• **Recorded data**
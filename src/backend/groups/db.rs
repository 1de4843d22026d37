/**
 * Database Operations for Workspaces and Projects
 *
 * Workspaces and projects are managed by the REST layer. This module holds
 * the membership queries the realtime core depends on, plus the inserts
 * used for seeding.
 */

use sqlx::SqlitePool;
use uuid::Uuid;

use crate::backend::store::Group;
use crate::shared::message::timestamp_now;

/// Create a workspace and return its ID
pub async fn create_workspace(pool: &SqlitePool, name: &str) -> Result<Uuid, sqlx::Error> {
    let id = Uuid::new_v4();
    sqlx::query(
        r#"
        INSERT INTO workspaces (id, name, created_at)
        VALUES (?, ?, ?)
        "#,
    )
    .bind(id)
    .bind(name)
    .bind(timestamp_now())
    .execute(pool)
    .await?;
    Ok(id)
}

/// Create a project inside a workspace and return its ID
pub async fn create_project(
    pool: &SqlitePool,
    workspace_id: Uuid,
    name: &str,
) -> Result<Uuid, sqlx::Error> {
    let id = Uuid::new_v4();
    sqlx::query(
        r#"
        INSERT INTO projects (id, workspace_id, name, created_at)
        VALUES (?, ?, ?, ?)
        "#,
    )
    .bind(id)
    .bind(workspace_id)
    .bind(name)
    .bind(timestamp_now())
    .execute(pool)
    .await?;
    Ok(id)
}

/// Add a user to a workspace or project. Re-adding is a no-op.
pub async fn add_member(
    pool: &SqlitePool,
    group: Group,
    user_id: Uuid,
    role: &str,
) -> Result<(), sqlx::Error> {
    let (sql, group_id) = match group {
        Group::Workspace(id) => (
            r#"
            INSERT OR IGNORE INTO workspace_members (workspace_id, user_id, role)
            VALUES (?, ?, ?)
            "#,
            id,
        ),
        Group::Project(id) => (
            r#"
            INSERT OR IGNORE INTO project_members (project_id, user_id, role)
            VALUES (?, ?, ?)
            "#,
            id,
        ),
    };

    sqlx::query(sql)
        .bind(group_id)
        .bind(user_id)
        .bind(role)
        .execute(pool)
        .await?;
    Ok(())
}

/// Remove a user from a workspace or project
///
/// # Returns
/// `true` if the user was a member
pub async fn remove_member(
    pool: &SqlitePool,
    group: Group,
    user_id: Uuid,
) -> Result<bool, sqlx::Error> {
    let (sql, group_id) = match group {
        Group::Workspace(id) => (
            "DELETE FROM workspace_members WHERE workspace_id = ? AND user_id = ?",
            id,
        ),
        Group::Project(id) => (
            "DELETE FROM project_members WHERE project_id = ? AND user_id = ?",
            id,
        ),
    };

    let result = sqlx::query(sql)
        .bind(group_id)
        .bind(user_id)
        .execute(pool)
        .await?;
    Ok(result.rows_affected() > 0)
}

/// Every workspace and project a user belongs to, workspaces first
pub async fn groups_for_user(pool: &SqlitePool, user_id: Uuid) -> Result<Vec<Group>, sqlx::Error> {
    let workspaces: Vec<Uuid> = sqlx::query_scalar(
        r#"
        SELECT workspace_id
        FROM workspace_members
        WHERE user_id = ?
        ORDER BY rowid ASC
        "#,
    )
    .bind(user_id)
    .fetch_all(pool)
    .await?;

    let projects: Vec<Uuid> = sqlx::query_scalar(
        r#"
        SELECT project_id
        FROM project_members
        WHERE user_id = ?
        ORDER BY rowid ASC
        "#,
    )
    .bind(user_id)
    .fetch_all(pool)
    .await?;

    Ok(workspaces
        .into_iter()
        .map(Group::Workspace)
        .chain(projects.into_iter().map(Group::Project))
        .collect())
}

/// Live membership check
pub async fn is_member(pool: &SqlitePool, user_id: Uuid, group: Group) -> Result<bool, sqlx::Error> {
    let (sql, group_id) = match group {
        Group::Workspace(id) => (
            "SELECT 1 FROM workspace_members WHERE workspace_id = ? AND user_id = ?",
            id,
        ),
        Group::Project(id) => (
            "SELECT 1 FROM project_members WHERE project_id = ? AND user_id = ?",
            id,
        ),
    };

    let found: Option<i64> = sqlx::query_scalar(sql)
        .bind(group_id)
        .bind(user_id)
        .fetch_optional(pool)
        .await?;
    Ok(found.is_some())
}
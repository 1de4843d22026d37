//! TeamHub - Realtime Collaboration Core
//!
//! TeamHub is the realtime layer of a multi-tenant workspace/project/task
//! backend. It authenticates persistent socket connections, routes them into
//! rooms derived from workspace and project membership, and fans out chat,
//! typing, presence and task-update events.
//!
//! # Module Structure
//!
//! - **`shared`** - Wire types shared by the server and its clients
//!   - Messages, attachments and read receipts
//!   - Socket event protocol (`ClientEvent`, `ServerEvent`)
//!   - Error types
//!
//! - **`backend`** - Server-side code
//!   - Axum server with the `/socket` upgrade and `/health` probe
//!   - Presence registry and room hub
//!   - Message pipeline and task event relay
//!   - SQLite persistence behind collaborator traits
//!
//! # Usage
//!
//! ```rust,no_run
//! use teamhub::backend::server::{config::ServerConfig, init::create_app};
//!
//! # async fn example() -> Result<(), Box<dyn std::error::Error>> {
//! let config = ServerConfig::from_env()?;
//! let app = create_app(&config).await?;
//! // Serve `app` with axum::serve
//! # Ok(())
//! # }
//! ```
//!
//! # Thread Safety
//!
//! All server state is shared through `Arc` handles held by `AppState`.
//! Cross-connection coordination happens only through the presence registry
//! and the room hub, each guarded by a single `tokio::sync::RwLock`.

/// Shared types and data structures
pub mod shared;

/// Backend server-side code
pub mod backend;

• **What needs to be done**
The entries must all be transcribed exactly.

• **Your solution**
filename src/backend/groups/db.rs
repository 1de4843d22026d37
/**
 * Database Operations for Workspaces and Projects
 *
 * Workspaces and projects are managed by the REST layer. This module holds
 * the membership queries the realtime core depends on, plus the inserts
 * used for seeding.
 */

use sqlx::SqlitePool;
use uuid::Uuid;

use crate::backend::store::Group;
use crate::shared::message::timestamp_now;

/// Create a workspace and return its ID
pub async fn create_workspace(pool: &SqlitePool, name: &str) -> Result<Uuid, sqlx::Error> {
    let id = Uuid::new_v4();
    sqlx::query(
        r#"
        INSERT INTO workspaces (id, name, created_at)
        VALUES (?, ?, ?)
        "#,
    )
    .bind(id)
    .bind(name)
    .bind(timestamp_now())
    .execute(pool)
    .await?;
    Ok(id)
}

/// Create a project inside a workspace and return its ID
pub async fn create_project(
    pool: &SqlitePool,
    workspace_id: Uuid,
    name: &str,
) -> Result<Uuid, sqlx::Error> {
    let id = Uuid::new_v4();
    sqlx::query(
        r#"
        INSERT INTO projects (id, workspace_id, name, created_at)
        VALUES (?, ?, ?, ?)
        "#,
    )
    .bind(id)
    .bind(workspace_id)
    .bind(name)
    .bind(timestamp_now())
    .execute(pool)
    .await?;
    Ok(id)
}

/// Add a user to a workspace or project. Re-adding is a no-op.
pub async fn add_member(
    pool: &SqlitePool,
    group: Group,
    user_id: Uuid,
    role: &str,
) -> Result<(), sqlx::Error> {
    let (sql, group_id) = match group {
        Group::Workspace(id) => (
            r#"
            INSERT OR IGNORE INTO workspace_members (workspace_id, user_id, role)
            VALUES (?, ?, ?)
            "#,
            id,
        ),
        Group::Project(id) => (
            r#"
            INSERT OR IGNORE INTO project_members (project_id, user_id, role)
            VALUES (?, ?, ?)
            "#,
            id,
        ),
    };

    sqlx::query(sql)
        .bind(group_id)
        .bind(user_id)
        .bind(role)
        .execute(pool)
        .await?;
    Ok(())
}

/// Remove a user from a workspace or project
///
/// # Returns
/// `true` if the user was a member
pub async fn remove_member(
    pool: &SqlitePool,
    group: Group,
    user_id: Uuid,
) -> Result<bool, sqlx::Error> {
    let (sql, group_id) = match group {
        Group::Workspace(id) => (
            "DELETE FROM workspace_members WHERE workspace_id = ? AND user_id = ?",
            id,
        ),
        Group::Project(id) => (
            "DELETE FROM project_members WHERE project_id = ? AND user_id = ?",
            id,
        ),
    };

    let result = sqlx::query(sql)
        .bind(group_id)
        .bind(user_id)
        .execute(pool)
        .await?;
    Ok(result.rows_affected() > 0)
}

/// Every workspace and project a user belongs to, workspaces first
pub async fn groups_for_user(pool: &SqlitePool, user_id: Uuid) -> Result<Vec<Group>, sqlx::Error> {
    let workspaces: Vec<Uuid> = sqlx::query_scalar(
        r#"
        SELECT workspace_id
        FROM workspace_members
        WHERE user_id = ?
        ORDER BY rowid ASC
        "#,
    )
    .bind(user_id)
    .fetch_all(pool)
    .await?;

    let projects: Vec<Uuid> = sqlx::query_scalar(
        r#"
        SELECT project_id
        FROM project_members
        WHERE user_id = ?
        ORDER BY rowid ASC
        "#,
    )
    .bind(user_id)
    .fetch_all(pool)
    .await?;

    Ok(workspaces
        .into_iter()
        .map(Group::Workspace)
        .chain(projects.into_iter().map(Group::Project))
        .collect())
}

/// Live membership check
pub async fn is_member(pool: &SqlitePool, user_id: Uuid, group: Group) -> Result<bool, sqlx::Error> {
    let (sql, group_id) = match group {
        Group::Workspace(id) => (
            "SELECT 1 FROM workspace_members WHERE workspace_id = ? AND user_id = ?",
            id,
        ),
        Group::Project(id) => (
            "SELECT 1 FROM project_members WHERE project_id = ? AND user_id = ?",
            id,
        ),
    };

    let found: Option<i64> = sqlx::query_scalar(sql)
        .bind(group_id)
        .bind(user_id)
        .fetch_optional(pool)
        .await?;
    Ok(found.is_some())
}
repository 1de4843d22026d37
//! TeamHub - Realtime Collaboration Core
//!
//! TeamHub is the realtime layer of a multi-tenant workspace/project/task
//! backend. It authenticates persistent socket connections, routes them into
//! rooms derived from workspace and project membership, and fans out chat,
//! typing, presence and task-update events.
//!
//! # Module Structure
//!
//! - **`shared`** - Wire types shared by the server and its clients
//!   - Messages, attachments and read receipts
//!   - Socket event protocol (`ClientEvent`, `ServerEvent`)
//!   - Error types
//!
//! - **`backend`** - Server-side code
//!   - Axum server with the `/socket` upgrade and `/health` probe
//!   - Presence registry and room hub
//!   - Message pipeline and task event relay
//!   - SQLite persistence behind collaborator traits
//!
//! # Usage
//!
//! ```rust,no_run
//! use teamhub::backend::server::{config::ServerConfig, init::create_app};
//!
//! # async fn example() -> Result<(), Box<dyn std::error::Error>> {
//! let config = ServerConfig::from_env()?;
//! let app = create_app(&config).await?;
//! // Serve `app` with axum::serve
//! # Ok(())
//! # }
//! ```
//!
//! # Thread Safety
//!
//! All server state is shared through `Arc` handles held by `AppState`.
//! Cross-connection coordination happens only through the presence registry
//! and the room hub, each guarded by a single `tokio::sync::RwLock`.

/// Shared types and data structures
pub mod shared;

/// Backend server-side code
pub mod backend;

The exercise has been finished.